*Source information*:

use contracts::system::auth::{
    AuthError, LoginRequest, LoginResponse, RefreshRequest, RefreshResponse, UserInfo,
};

use crate::shared::api_utils::{get_json, post_json, read_json, send_post, ApiError};

/// Login with username and password
///
/// A rejected sign-in comes back as `ApiError::Auth`; transport and decode
/// failures keep their own variants.
pub async fn login(request: &LoginRequest) -> Result<LoginResponse, ApiError> {
    let response = send_post("/api/system/auth/login", request, None).await?;

    if !response.ok() {
        let status = response.status();
        log::warn!("Login rejected with status {}", status);
        return Err(AuthError::from_login_status(status).into());
    }

    read_json(response).await
}

/// Refresh access token using refresh token
pub async fn refresh_token(refresh_token: String) -> Result<RefreshResponse, ApiError> {
    post_json(
        "/api/system/auth/refresh",
        &RefreshRequest { refresh_token },
        None,
    )
    .await
}

/// Logout (revoke refresh token)
pub async fn logout(refresh_token: String) -> Result<(), ApiError> {
    let response = send_post(
        "/api/system/auth/logout",
        &RefreshRequest { refresh_token },
        None,
    )
    .await?;

    if !response.ok() {
        return Err(ApiError::Http(response.status()));
    }
    Ok(())
}

/// Get current user info
pub async fn get_current_user(access_token: &str) -> Result<UserInfo, ApiError> {
    get_json("/api/system/auth/me", Some(access_token)).await
}
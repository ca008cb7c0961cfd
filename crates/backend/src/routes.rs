use axum::{
    middleware,
    routing::{get, post},
    Router,
};

use crate::{handlers, system};

/// All application routes
pub fn configure_routes() -> Router {
    Router::new()
        .route("/health", get(|| async { "ok" }))
        // ========================================
        // SYSTEM AUTH ROUTES (PUBLIC)
        // ========================================
        .route(
            "/api/system/auth/login",
            post(system::handlers::auth::login),
        )
        .route(
            "/api/system/auth/refresh",
            post(system::handlers::auth::refresh),
        )
        .route(
            "/api/system/auth/logout",
            post(system::handlers::auth::logout),
        )
        // System auth routes (protected)
        .route(
            "/api/system/auth/me",
            get(system::handlers::auth::current_user)
                .layer(middleware::from_fn(system::auth::middleware::require_auth)),
        )
        // ========================================
        // CATALOG (PUBLIC)
        // ========================================
        .route(
            "/api/catalog/categories",
            get(handlers::a001_catalog::list_categories),
        )
        .route(
            "/api/catalog/sellers",
            get(handlers::a001_catalog::list_sellers),
        )
        .route(
            "/api/catalog/products",
            get(handlers::a001_catalog::list_products),
        )
        // ========================================
        // CART (PROTECTED)
        // ========================================
        .route(
            "/api/cart/count",
            get(handlers::a002_cart::count)
                .layer(middleware::from_fn(system::auth::middleware::require_auth)),
        )
        .route(
            "/api/cart/items",
            post(handlers::a002_cart::add_item)
                .layer(middleware::from_fn(system::auth::middleware::require_auth)),
        )
}
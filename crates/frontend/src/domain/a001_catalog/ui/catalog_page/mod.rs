use contracts::domain::a001_catalog::aggregate::{Category, Product, Seller};
use contracts::shared::query_string::join_path_and_query;
use contracts::system::auth::routing::login_url_returning_to;
use leptos::prelude::*;
use leptos::task::spawn_local;
use leptos_router::hooks::use_location;

use crate::domain::a001_catalog::api;
use crate::domain::a001_catalog::ui::filter_sidebar::FilterSidebar;
use crate::domain::a002_cart;
use crate::domain::a002_cart::context::use_cart;
use crate::shared::navigator::{Navigator, RouterNavigator};
use crate::shared::request_generation::RequestGeneration;
use crate::system::auth::context::use_auth;

#[component]
#[allow(non_snake_case)]
pub fn CatalogPage() -> impl IntoView {
    let location = use_location();
    let (categories, set_categories) = signal::<Vec<Category>>(Vec::new());
    let (sellers, set_sellers) = signal::<Vec<Seller>>(Vec::new());
    let (products, set_products) = signal::<Vec<Product>>(Vec::new());
    let (error, set_error) = signal::<Option<String>>(None);
    let (loading, set_loading) = signal(false);
    let generation = StoredValue::new(RequestGeneration::default());

    spawn_local(async move {
        match api::fetch_categories().await {
            Ok(v) => set_categories.set(v),
            Err(e) => log::error!("Failed to load categories: {}", e),
        }
        match api::fetch_sellers().await {
            Ok(v) => set_sellers.set(v),
            Err(e) => log::error!("Failed to load sellers: {}", e),
        }
    });

    Effect::new(move |_| {
        let search = location.search.get();
        let current = generation.try_update_value(|g| g.begin()).unwrap_or_default();
        set_loading.set(true);

        spawn_local(async move {
            let result = api::fetch_products(&search).await;
            if !generation.with_value(|g| g.is_current(current)) {
                return;
            }
            match result {
                Ok(v) => {
                    set_products.set(v);
                    set_error.set(None);
                }
                Err(e) => {
                    log::error!("Failed to load products: {}", e);
                    set_error.set(Some(e.to_string()));
                }
            }
            set_loading.set(false);
        });
    });

    let seller_name = move |seller_id: &str| {
        sellers.with(|all| {
            all.iter()
                .find(|s| s.id == seller_id)
                .map(|s| s.name.clone())
                .unwrap_or_default()
        })
    };

    view! {
        <div class="page catalog-page">
            <div class="header">
                <div class="header__content">
                    <h1 class="header__title">"Catalog"</h1>
                </div>
                <div class="header__actions">
                    {move || {
                        let n = products.with(|p| p.len());
                        format!("{} {}", n, if n == 1 { "product" } else { "products" })
                    }}
                </div>
            </div>

            <div class="catalog-layout">
                <FilterSidebar categories=categories sellers=sellers />

                <div class="catalog-results">
                    {move || error.get().map(|e| view! {
                        <div class="warning-box">
                            <span class="warning-box__icon">"⚠"</span>
                            <span class="warning-box__text">{e}</span>
                        </div>
                    })}

                    <Show when=move || loading.get()>
                        <div class="loading">"Loading products..."</div>
                    </Show>

                    <Show when=move || !loading.get() && products.with(|p| p.is_empty())>
                        <p class="catalog-results__empty">"No products match these filters."</p>
                    </Show>

                    <div class="product-grid">
                        <For
                            each=move || products.get()
                            key=|product| product.id.clone()
                            children=move |product| {
                                let seller = seller_name(&product.seller_id);
                                view! { <ProductCard product=product seller_name=seller /> }
                            }
                        />
                    </div>
                </div>
            </div>
        </div>
    }
}

#[component]
#[allow(non_snake_case)]
fn ProductCard(product: Product, seller_name: String) -> impl IntoView {
    let (auth_state, _) = use_auth();
    let cart = use_cart();
    let location = use_location();
    let navigator = RouterNavigator::new();
    let (adding, set_adding) = signal(false);

    let product_id = product.id.clone();
    let add_to_cart = move |_| {
        let Some(access_token) = auth_state.with_untracked(|s| s.access_token.clone()) else {
            let here = join_path_and_query(
                &location.pathname.get_untracked(),
                &location.search.get_untracked(),
            );
            navigator.redirect(&login_url_returning_to(&here));
            return;
        };
        let product_id = product_id.clone();
        set_adding.set(true);
        spawn_local(async move {
            match a002_cart::api::add_item(&access_token, product_id.clone()).await {
                Ok(count) => {
                    log::debug!("Added {} to cart, {} items", product_id, count.count);
                    cart.set_count(count.count);
                }
                Err(e) => log::error!("Failed to add {} to cart: {}", product_id, e),
            }
            set_adding.set(false);
        });
    };

    view! {
        <div class="product-card">
            {product.image_url.clone().map(|src| view! {
                <img class="product-card__image" src=src alt=product.name.clone() />
            })}
            <div class="product-card__body">
                <h3 class="product-card__title">{product.name.clone()}</h3>
                <p class="product-card__seller">{seller_name}</p>
                <p class="product-card__description">{product.description.clone()}</p>
                <div class="product-card__footer">
                    <span class="product-card__price">{product.display_price()}</span>
                    <button
                        class="button button--primary"
                        disabled=move || adding.get()
                        on:click=add_to_cart
                    >
                        "Add to cart"
                    </button>
                </div>
            </div>
        </div>
    }
}
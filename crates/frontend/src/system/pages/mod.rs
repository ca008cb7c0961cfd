pub mod admin;
pub mod home;
pub mod login;
pub mod seller_dashboard;
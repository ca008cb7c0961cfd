//! Storefront navigation model: the link list, active-route matching and
//! the cart badge rule.

use crate::system::auth::routing::{CART_PATH, CATALOG_PATH, HOME_PATH, SELLERS_PATH};

/// Viewport width (px) from which the full navigation is shown.
pub const WIDE_VIEWPORT_MIN_WIDTH: f64 = 768.0;

#[derive(Debug, Clone, Copy, PartialEq, Eq)]
pub struct NavLink {
    pub label: &'static str,
    pub href: &'static str,
    pub icon: &'static str,
    pub is_cart: bool,
}

impl NavLink {
    /// Exact path match; `/catalog/42` does not activate `/catalog`.
    pub fn is_active(&self, current_path: &str) -> bool {
        self.href == current_path
    }
}

pub const NAV_LINKS: [NavLink; 4] = [
    NavLink {
        label: "Home",
        href: HOME_PATH,
        icon: "house",
        is_cart: false,
    },
    NavLink {
        label: "Catalog",
        href: CATALOG_PATH,
        icon: "book-image",
        is_cart: false,
    },
    NavLink {
        label: "Artisans",
        href: SELLERS_PATH,
        icon: "package",
        is_cart: false,
    },
    NavLink {
        label: "Cart",
        href: CART_PATH,
        icon: "shopping-cart",
        is_cart: true,
    },
];

/// Badge text for the cart entry; no badge at all for an empty cart.
pub fn cart_badge(count: u32) -> Option<String> {
    (count > 0).then(|| count.to_string())
}

/// Mobile menu state after a viewport resize. Reaching the wide layout
/// closes the menu; shrinking never opens it.
pub fn menu_open_after_resize(open: bool, viewport_width: f64) -> bool {
    if viewport_width >= WIDE_VIEWPORT_MIN_WIDTH {
        false
    } else {
        open
    }
}

#[cfg(test)]
mod tests {
    use super::*;

    #[test]
    fn test_cart_badge() {
        assert_eq!(cart_badge(0), None);
        assert_eq!(cart_badge(3), Some("3".to_string()));
    }

    #[test]
    fn test_active_is_exact_match() {
        let catalog = NAV_LINKS[1];
        assert!(catalog.is_active("/catalog"));
        assert!(!catalog.is_active("/catalog/42"));
        let home = NAV_LINKS[0];
        assert!(home.is_active("/"));
        assert!(!home.is_active("/catalog"));
    }

    #[test]
    fn test_only_cart_entry_is_flagged() {
        let carts: Vec<_> = NAV_LINKS.iter().filter(|l| l.is_cart).collect();
        assert_eq!(carts.len(), 1);
        assert_eq!(carts[0].href, "/cart");
    }

    #[test]
    fn test_resize_closes_menu_only_when_wide() {
        assert!(!menu_open_after_resize(true, 768.0));
        assert!(!menu_open_after_resize(true, 1280.0));
        assert!(menu_open_after_resize(true, 500.0));
        assert!(!menu_open_after_resize(false, 500.0));
    }
}
use anyhow::Result;
use contracts::domain::a002_cart::CartCount;

use super::repository;
use crate::domain::a001_catalog::service as catalog_service;

#[derive(Debug, thiserror::Error)]
pub enum CartError {
    #[error("Unknown product: {0}")]
    UnknownProduct(String),
    #[error(transparent)]
    Internal(#[from] anyhow::Error),
}

pub fn count(user_id: &str) -> Result<CartCount> {
    let count = repository::count_items(user_id)?;
    Ok(CartCount {
        count: count as u32,
    })
}

pub fn add_item(user_id: &str, product_id: &str) -> Result<CartCount, CartError> {
    if !catalog_service::product_exists(product_id) {
        return Err(CartError::UnknownProduct(product_id.to_string()));
    }
    let count = repository::add_item(user_id, product_id)?;
    Ok(CartCount {
        count: count as u32,
    })
}

#[cfg(test)]
mod tests {
    use super::*;

    #[test]
    fn test_empty_cart_counts_zero() {
        assert_eq!(count("cart-user-empty").unwrap().count, 0);
    }

    #[test]
    fn test_add_items() {
        assert_eq!(add_item("cart-user-1", "p-001").unwrap().count, 1);
        assert_eq!(add_item("cart-user-1", "p-001").unwrap().count, 2);
        assert_eq!(count("cart-user-1").unwrap().count, 2);
        assert_eq!(count("cart-user-2").unwrap().count, 0);
    }

    #[test]
    fn test_unknown_product_is_rejected() {
        assert!(matches!(
            add_item("cart-user-3", "p-missing"),
            Err(CartError::UnknownProduct(_))
        ));
        assert_eq!(count("cart-user-3").unwrap().count, 0);
    }
}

*Action item*: All lines from the opening of the records through the line where "AUTH ROUTES (PUBLIC)" occurs are to be output verbatim. No other line belongs in the answer.

*Exercise result*:
use contracts::system::auth::{
    AuthError, LoginRequest, LoginResponse, RefreshRequest, RefreshResponse, UserInfo,
};

use crate::shared::api_utils::{get_json, post_json, read_json, send_post, ApiError};

/// Login with username and password
///
/// A rejected sign-in comes back as `ApiError::Auth`; transport and decode
/// failures keep their own variants.
pub async fn login(request: &LoginRequest) -> Result<LoginResponse, ApiError> {
    let response = send_post("/api/system/auth/login", request, None).await?;

    if !response.ok() {
        let status = response.status();
        log::warn!("Login rejected with status {}", status);
        return Err(AuthError::from_login_status(status).into());
    }

    read_json(response).await
}

/// Refresh access token using refresh token
pub async fn refresh_token(refresh_token: String) -> Result<RefreshResponse, ApiError> {
    post_json(
        "/api/system/auth/refresh",
        &RefreshRequest { refresh_token },
        None,
    )
    .await
}

/// Logout (revoke refresh token)
pub async fn logout(refresh_token: String) -> Result<(), ApiError> {
    let response = send_post(
        "/api/system/auth/logout",
        &RefreshRequest { refresh_token },
        None,
    )
    .await?;

    if !response.ok() {
        return Err(ApiError::Http(response.status()));
    }
    Ok(())
}

/// Get current user info
pub async fn get_current_user(access_token: &str) -> Result<UserInfo, ApiError> {
    get_json("/api/system/auth/me", Some(access_token)).await
}
repository ca008cb7c0961cfd
filename crates/backend/src/routes.rs
use axum::{
    middleware,
    routing::{get, post},
    Router,
};

use crate::{handlers, system};

/// All application routes
pub fn configure_routes() -> Router {
    Router::new()
        .route("/health", get(|| async { "ok" }))
        // ========================================
        // SYSTEM AUTH ROUTES (PUBLIC)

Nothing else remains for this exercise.